Brown and other cast members – including Donald Glover (Atlanta) and Chevy Chase (National Lampoon’s Vacation) – departed from the NBC sitcom prior to the show’s final episodes, for various personal reasons. Despite not all being together at the end, Brown says she’d like to see the cast together again in a feature film version of the cult comedy, which she hopes makes its way to Greendale’s Human Beings sooner rather than later. “I think it’s coming,” Brown told Variety “I don’t know when, [but] I know we all want to do it and that’s half the battle.” This claim was verified by the cast when they verbally committed to appearing in follow-up film to the series during Community‘s May 2020 virtual reunion and table read.
According to IMDb, the sitcom’s directors turned Marvel bigwigs, The Russo Brothers (Avengers: Infinity War, Captain America: The Winter Soldier), have also expressed interest in returning to direct a Community movie. However, showrunner Dan Harmon (Rick and Morty) has yet to weigh-in on the potential film. Harmon, like the rest of the cast, has had a busy career post-Community, which would make scheduling for the film another obstacle if it were to come to fruition as Brown hopes.
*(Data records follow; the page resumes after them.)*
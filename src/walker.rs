// Ultralytics 🚀 AGPL-3.0 License - https://ultralytics.com/license

//! Session-tree walking.
//!
//! A run enumerates session folders under the root in lexicographic order,
//! and within each session the raw videos matching the naming convention.
//! Videos whose output table already exists and is valid are skipped, so
//! re-running over an unchanged tree performs no inference at all.

use std::fs;
use std::path::{Path, PathBuf};

use crate::config::PipelineConfig;
use crate::error::{PipelineError, Result};
use crate::model::FramePredictor;
use crate::output;
use crate::pipeline::analyze_video;
use crate::results::VideoOutcome;
use crate::{error, info, verbose, warn};

/// Prefix a raw video file name must carry to be picked up.
const VIDEO_PREFIX: &str = "vid";

/// Counters for one walk over the session tree.
#[derive(Debug, Default, Clone, Copy, PartialEq, Eq)]
pub struct RunSummary {
    /// Videos analyzed and written (includes truncated ones).
    pub analyzed: usize,
    /// Analyzed videos whose stream ended before the declared frame count.
    pub truncated: usize,
    /// Videos skipped because a valid output already existed.
    pub skipped: usize,
    /// Videos that failed to open or predict; nothing was written for them.
    pub failed: usize,
}

impl RunSummary {
    /// Total number of candidate videos seen.
    #[must_use]
    pub const fn total(&self) -> usize {
        self.analyzed + self.skipped + self.failed
    }
}

/// Walks a session tree and runs the per-video pipeline on unprocessed
/// videos.
pub struct SessionWalker {
    config: PipelineConfig,
}

impl SessionWalker {
    /// Create a walker over the configured session tree.
    #[must_use]
    pub const fn new(config: PipelineConfig) -> Self {
        Self { config }
    }

    /// The walker's configuration.
    #[must_use]
    pub const fn config(&self) -> &PipelineConfig {
        &self.config
    }

    /// Session folders under the root, lexicographically sorted.
    ///
    /// # Errors
    ///
    /// Returns an error if the root is not a readable directory.
    pub fn sessions(&self) -> Result<Vec<PathBuf>> {
        let root = &self.config.path;
        if !root.is_dir() {
            return Err(PipelineError::ConfigError(format!(
                "Not a directory: {}",
                root.display()
            )));
        }

        let mut sessions: Vec<PathBuf> = fs::read_dir(root)
            .map_err(|e| {
                PipelineError::IoError(format!("Failed to read {}: {e}", root.display()))
            })?
            .filter_map(std::result::Result::ok)
            .map(|entry| entry.path())
            .filter(|path| path.is_dir())
            .collect();

        sessions.sort();
        Ok(sessions)
    }

    /// Raw videos within one session, lexicographically sorted.
    ///
    /// A session without a raw-video subfolder simply has no videos.
    ///
    /// # Errors
    ///
    /// Returns an error if the raw-video subfolder cannot be read.
    pub fn raw_videos(&self, session: &Path) -> Result<Vec<PathBuf>> {
        let dir = session.join(&self.config.pipeline_videos_raw);
        if !dir.is_dir() {
            return Ok(Vec::new());
        }

        let extension = self.config.video_extension.to_lowercase();
        let mut videos: Vec<PathBuf> = fs::read_dir(&dir)
            .map_err(|e| PipelineError::IoError(format!("Failed to read {}: {e}", dir.display())))?
            .filter_map(std::result::Result::ok)
            .map(|entry| entry.path())
            .filter(|path| is_raw_video(path, &extension))
            .collect();

        videos.sort();
        Ok(videos)
    }

    /// Expected table output path for a video within a session.
    #[must_use]
    pub fn table_path(&self, session: &Path, video: &Path) -> PathBuf {
        output::table_path(session, &self.config.pipeline_pose_2d, video)
    }

    /// Walk the whole tree, analyzing every unprocessed video.
    ///
    /// Per-video failures are logged and counted; they do not abort the
    /// walk. Output-write failures do, since the run cannot make progress
    /// without a writable tree.
    ///
    /// # Errors
    ///
    /// Returns an error if the tree cannot be enumerated or an output write
    /// fails.
    pub fn run(&self, predictor: &mut dyn FramePredictor) -> Result<RunSummary> {
        let mut summary = RunSummary::default();

        for session in self.sessions()? {
            info!(
                "{}",
                session.file_name().unwrap_or_default().to_string_lossy()
            );

            for video in self.raw_videos(&session)? {
                let table_path = self.table_path(&session, &video);

                if output::table_is_valid(&table_path) {
                    verbose!("Already analyzed: {}", table_path.display());
                    summary.skipped += 1;
                    continue;
                }

                info!("{}", table_path.display());
                match analyze_video(&video, predictor) {
                    Ok(analysis) => {
                        if analysis.outcome == VideoOutcome::Truncated {
                            warn!(
                                "Stream ended early: {} of {} frames read from {}",
                                analysis.table.populated_rows(),
                                analysis.metadata.frame_count,
                                video.display()
                            );
                            summary.truncated += 1;
                        }
                        output::write_table(&table_path, &analysis.table)?;
                        output::write_metadata(
                            &output::metadata_path(&table_path),
                            &analysis.metadata,
                        )?;
                        summary.analyzed += 1;
                    }
                    Err(e) => {
                        error!("Failed to analyze {}: {e}", video.display());
                        summary.failed += 1;
                    }
                }
            }
        }

        Ok(summary)
    }
}

/// Check the raw-video naming convention: `vid*` with the configured
/// extension (case-insensitive).
fn is_raw_video(path: &Path, extension: &str) -> bool {
    if !path.is_file() {
        return false;
    }
    let prefix_ok = path
        .file_name()
        .is_some_and(|name| name.to_string_lossy().starts_with(VIDEO_PREFIX));
    let extension_ok = path
        .extension()
        .is_some_and(|ext| ext.to_string_lossy().to_lowercase() == extension);
    prefix_ok && extension_ok
}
While Brown and the rest of the cast remain as active as their group chat, the Shirley Bennett actress told Comicbook that her Community character has likely been “hunkered down” praying and baking in quarantine. “I feel like she’s trying to find way to make things better for people somehow,” Brown elaborated “but she’s definitely, she’s a person of faith, so she’s somewhere praying” (Comicbook).
“The lack of results around a movie should, in some ways, be a good sign to fans,” ScreenRant added to the conversation “this means that the show’s creators are taking the time to make sure that no one gets left out and that the film tells a good story worthy of fandom that has supported the show for years.”
While Abed Nadir’s dream of six seasons and a movie proved a bit optimistic for NBC superhero drama The Cape, perhaps hope may not be dead for the show about Greendale’s ragtag study group.